*Task statement*.
Return only those lines of the listing that hold the word "expected".

==== Data in this exercise

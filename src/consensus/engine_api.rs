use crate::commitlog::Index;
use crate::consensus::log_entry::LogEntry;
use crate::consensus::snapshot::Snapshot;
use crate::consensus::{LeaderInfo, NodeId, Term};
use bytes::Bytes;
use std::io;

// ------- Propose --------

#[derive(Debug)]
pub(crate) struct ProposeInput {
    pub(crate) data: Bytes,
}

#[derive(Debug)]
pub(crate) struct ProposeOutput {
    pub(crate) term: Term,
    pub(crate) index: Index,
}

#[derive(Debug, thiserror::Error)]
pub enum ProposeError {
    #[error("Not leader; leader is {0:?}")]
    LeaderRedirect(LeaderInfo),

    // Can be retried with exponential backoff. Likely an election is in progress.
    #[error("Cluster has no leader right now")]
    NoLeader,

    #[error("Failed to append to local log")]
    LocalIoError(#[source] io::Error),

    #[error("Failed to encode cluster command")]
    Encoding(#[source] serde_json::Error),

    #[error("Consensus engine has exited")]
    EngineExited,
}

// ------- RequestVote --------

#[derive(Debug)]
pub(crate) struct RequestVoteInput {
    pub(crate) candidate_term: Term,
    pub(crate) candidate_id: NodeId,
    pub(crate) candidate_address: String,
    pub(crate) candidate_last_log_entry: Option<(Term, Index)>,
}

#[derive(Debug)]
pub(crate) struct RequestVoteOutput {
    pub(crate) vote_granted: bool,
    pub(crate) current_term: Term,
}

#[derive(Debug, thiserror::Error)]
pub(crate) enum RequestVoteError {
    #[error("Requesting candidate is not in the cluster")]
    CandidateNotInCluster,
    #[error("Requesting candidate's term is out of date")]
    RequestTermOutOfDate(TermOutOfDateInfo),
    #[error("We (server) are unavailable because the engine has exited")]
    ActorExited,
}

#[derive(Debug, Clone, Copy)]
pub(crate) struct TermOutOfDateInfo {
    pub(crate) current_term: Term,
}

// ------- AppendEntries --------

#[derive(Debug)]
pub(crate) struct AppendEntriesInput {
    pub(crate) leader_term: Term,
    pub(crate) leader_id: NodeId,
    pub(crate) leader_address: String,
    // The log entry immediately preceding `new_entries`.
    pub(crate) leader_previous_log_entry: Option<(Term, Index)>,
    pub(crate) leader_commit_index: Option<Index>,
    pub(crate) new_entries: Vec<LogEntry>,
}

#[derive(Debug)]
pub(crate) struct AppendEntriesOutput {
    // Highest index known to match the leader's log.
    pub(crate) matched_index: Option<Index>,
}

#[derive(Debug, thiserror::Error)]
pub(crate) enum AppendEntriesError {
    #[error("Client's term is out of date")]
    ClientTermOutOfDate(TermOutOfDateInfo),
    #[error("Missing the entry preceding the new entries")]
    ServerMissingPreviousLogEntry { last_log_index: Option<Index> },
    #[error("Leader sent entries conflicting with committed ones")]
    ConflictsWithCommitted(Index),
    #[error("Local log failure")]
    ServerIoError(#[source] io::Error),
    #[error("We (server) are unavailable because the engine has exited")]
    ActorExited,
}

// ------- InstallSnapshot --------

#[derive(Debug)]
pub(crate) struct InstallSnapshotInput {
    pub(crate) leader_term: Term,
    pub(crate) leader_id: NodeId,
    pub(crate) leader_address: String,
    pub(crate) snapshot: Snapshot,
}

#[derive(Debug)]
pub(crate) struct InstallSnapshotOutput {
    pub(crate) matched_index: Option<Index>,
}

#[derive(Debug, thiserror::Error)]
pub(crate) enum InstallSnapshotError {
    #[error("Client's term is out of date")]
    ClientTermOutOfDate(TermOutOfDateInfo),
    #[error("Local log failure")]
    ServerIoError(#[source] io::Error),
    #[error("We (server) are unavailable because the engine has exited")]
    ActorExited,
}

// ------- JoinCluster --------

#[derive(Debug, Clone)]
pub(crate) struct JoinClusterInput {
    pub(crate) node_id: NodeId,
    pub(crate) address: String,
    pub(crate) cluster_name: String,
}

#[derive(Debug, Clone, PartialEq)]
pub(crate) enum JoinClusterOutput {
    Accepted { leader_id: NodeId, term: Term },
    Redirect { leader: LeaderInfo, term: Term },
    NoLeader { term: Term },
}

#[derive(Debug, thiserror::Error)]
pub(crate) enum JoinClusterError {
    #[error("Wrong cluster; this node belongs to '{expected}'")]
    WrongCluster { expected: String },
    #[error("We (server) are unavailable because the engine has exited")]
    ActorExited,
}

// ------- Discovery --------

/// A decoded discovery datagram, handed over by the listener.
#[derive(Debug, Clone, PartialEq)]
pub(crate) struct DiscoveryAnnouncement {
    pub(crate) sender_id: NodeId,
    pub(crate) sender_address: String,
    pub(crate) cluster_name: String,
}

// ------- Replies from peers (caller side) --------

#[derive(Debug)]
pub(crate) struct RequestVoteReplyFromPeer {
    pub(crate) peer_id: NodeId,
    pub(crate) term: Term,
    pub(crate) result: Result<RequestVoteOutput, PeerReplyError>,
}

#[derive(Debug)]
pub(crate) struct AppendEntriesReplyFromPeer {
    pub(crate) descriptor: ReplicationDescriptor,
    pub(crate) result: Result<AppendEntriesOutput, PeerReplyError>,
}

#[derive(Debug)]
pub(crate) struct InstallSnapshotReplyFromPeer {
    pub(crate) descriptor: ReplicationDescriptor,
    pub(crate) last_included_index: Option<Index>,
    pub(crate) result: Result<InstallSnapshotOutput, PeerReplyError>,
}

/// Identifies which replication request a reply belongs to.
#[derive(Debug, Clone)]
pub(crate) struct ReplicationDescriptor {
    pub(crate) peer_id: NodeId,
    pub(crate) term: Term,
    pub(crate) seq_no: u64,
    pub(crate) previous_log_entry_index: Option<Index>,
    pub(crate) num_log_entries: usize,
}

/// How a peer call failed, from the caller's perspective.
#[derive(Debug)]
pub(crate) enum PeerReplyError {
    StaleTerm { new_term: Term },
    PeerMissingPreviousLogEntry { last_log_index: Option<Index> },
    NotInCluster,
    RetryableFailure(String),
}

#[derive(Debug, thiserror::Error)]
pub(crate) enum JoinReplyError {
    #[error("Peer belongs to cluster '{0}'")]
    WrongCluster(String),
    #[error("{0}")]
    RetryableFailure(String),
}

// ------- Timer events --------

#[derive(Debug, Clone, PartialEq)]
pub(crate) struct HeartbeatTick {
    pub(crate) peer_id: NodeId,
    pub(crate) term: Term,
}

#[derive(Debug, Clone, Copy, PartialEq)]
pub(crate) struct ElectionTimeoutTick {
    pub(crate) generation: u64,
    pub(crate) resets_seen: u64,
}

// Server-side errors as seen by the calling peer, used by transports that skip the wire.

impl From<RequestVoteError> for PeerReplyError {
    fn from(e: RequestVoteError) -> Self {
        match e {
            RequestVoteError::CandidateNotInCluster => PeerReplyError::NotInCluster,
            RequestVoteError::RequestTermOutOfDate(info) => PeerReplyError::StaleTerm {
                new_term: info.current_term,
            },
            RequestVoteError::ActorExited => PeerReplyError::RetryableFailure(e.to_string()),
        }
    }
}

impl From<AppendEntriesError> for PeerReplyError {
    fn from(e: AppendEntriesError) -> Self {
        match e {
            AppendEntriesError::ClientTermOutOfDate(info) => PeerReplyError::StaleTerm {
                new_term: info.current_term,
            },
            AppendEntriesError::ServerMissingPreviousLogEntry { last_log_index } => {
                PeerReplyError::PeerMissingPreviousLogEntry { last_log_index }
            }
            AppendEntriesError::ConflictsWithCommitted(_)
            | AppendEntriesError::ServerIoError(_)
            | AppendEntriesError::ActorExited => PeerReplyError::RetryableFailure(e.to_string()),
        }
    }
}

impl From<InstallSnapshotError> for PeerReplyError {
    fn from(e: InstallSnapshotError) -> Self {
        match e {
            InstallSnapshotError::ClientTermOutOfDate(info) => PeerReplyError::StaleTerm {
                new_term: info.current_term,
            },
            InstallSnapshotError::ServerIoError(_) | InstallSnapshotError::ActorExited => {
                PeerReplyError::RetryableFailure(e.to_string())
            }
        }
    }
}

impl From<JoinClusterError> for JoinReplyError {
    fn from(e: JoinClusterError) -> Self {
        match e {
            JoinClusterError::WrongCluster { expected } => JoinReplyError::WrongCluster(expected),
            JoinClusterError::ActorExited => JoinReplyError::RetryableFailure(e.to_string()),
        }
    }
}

========
==== Data in this exercise

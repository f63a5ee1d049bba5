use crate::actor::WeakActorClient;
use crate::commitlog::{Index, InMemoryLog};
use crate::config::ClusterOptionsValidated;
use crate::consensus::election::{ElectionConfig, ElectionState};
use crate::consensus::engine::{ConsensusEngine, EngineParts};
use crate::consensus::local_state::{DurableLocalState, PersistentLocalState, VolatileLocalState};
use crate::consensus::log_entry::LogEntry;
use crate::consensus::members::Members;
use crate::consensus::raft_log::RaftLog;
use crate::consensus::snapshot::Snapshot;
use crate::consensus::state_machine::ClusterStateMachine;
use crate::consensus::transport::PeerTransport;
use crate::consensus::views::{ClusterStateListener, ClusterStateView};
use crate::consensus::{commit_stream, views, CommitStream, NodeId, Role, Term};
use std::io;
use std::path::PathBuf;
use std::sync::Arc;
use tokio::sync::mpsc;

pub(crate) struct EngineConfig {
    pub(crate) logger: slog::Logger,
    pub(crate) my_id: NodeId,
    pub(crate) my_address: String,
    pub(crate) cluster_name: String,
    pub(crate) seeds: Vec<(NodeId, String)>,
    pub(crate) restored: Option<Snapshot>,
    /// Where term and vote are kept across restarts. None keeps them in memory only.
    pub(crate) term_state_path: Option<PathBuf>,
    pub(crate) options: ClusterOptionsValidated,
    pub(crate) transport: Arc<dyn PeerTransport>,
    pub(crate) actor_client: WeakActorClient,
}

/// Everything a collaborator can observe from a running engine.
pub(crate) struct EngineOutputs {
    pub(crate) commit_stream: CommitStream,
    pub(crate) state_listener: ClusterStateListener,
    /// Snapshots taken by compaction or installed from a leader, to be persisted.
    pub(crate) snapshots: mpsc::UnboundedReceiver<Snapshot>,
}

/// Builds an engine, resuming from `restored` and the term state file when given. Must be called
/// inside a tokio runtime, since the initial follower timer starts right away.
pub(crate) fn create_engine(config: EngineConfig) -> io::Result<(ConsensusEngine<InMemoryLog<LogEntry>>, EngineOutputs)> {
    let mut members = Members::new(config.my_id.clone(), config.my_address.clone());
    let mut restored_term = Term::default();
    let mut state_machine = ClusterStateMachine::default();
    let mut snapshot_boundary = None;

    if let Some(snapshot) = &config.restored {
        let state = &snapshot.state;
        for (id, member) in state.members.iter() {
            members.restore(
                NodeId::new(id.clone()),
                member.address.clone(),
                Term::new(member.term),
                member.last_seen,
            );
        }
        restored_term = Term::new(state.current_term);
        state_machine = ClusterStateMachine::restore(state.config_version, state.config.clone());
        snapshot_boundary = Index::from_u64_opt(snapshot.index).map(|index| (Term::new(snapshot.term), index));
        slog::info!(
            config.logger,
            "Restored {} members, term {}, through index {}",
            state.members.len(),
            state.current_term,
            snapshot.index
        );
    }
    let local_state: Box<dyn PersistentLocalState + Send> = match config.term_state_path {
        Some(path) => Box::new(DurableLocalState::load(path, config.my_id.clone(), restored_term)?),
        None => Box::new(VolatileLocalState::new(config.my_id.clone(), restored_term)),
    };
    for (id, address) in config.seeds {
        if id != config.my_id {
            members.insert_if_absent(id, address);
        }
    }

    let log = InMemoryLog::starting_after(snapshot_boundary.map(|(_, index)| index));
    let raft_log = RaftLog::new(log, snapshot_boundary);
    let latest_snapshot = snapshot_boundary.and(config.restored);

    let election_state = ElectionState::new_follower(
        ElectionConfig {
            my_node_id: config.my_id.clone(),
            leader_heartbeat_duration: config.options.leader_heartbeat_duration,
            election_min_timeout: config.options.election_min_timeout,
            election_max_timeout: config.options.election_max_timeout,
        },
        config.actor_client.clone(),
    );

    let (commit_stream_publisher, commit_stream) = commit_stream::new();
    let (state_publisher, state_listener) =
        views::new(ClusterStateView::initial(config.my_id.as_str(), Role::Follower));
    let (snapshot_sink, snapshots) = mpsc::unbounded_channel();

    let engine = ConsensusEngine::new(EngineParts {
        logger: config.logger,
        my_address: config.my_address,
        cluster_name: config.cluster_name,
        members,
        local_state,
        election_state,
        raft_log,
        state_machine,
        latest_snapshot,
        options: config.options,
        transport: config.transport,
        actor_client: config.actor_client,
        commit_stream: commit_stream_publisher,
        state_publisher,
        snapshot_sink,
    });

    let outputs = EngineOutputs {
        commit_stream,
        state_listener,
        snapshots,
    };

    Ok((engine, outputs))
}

========

*Solution below*.
    #[error("Wrong cluster; this node belongs to '{expected}'")]
    WrongCluster { expected: String },
            JoinClusterError::WrongCluster { expected } => JoinReplyError::WrongCluster(expected),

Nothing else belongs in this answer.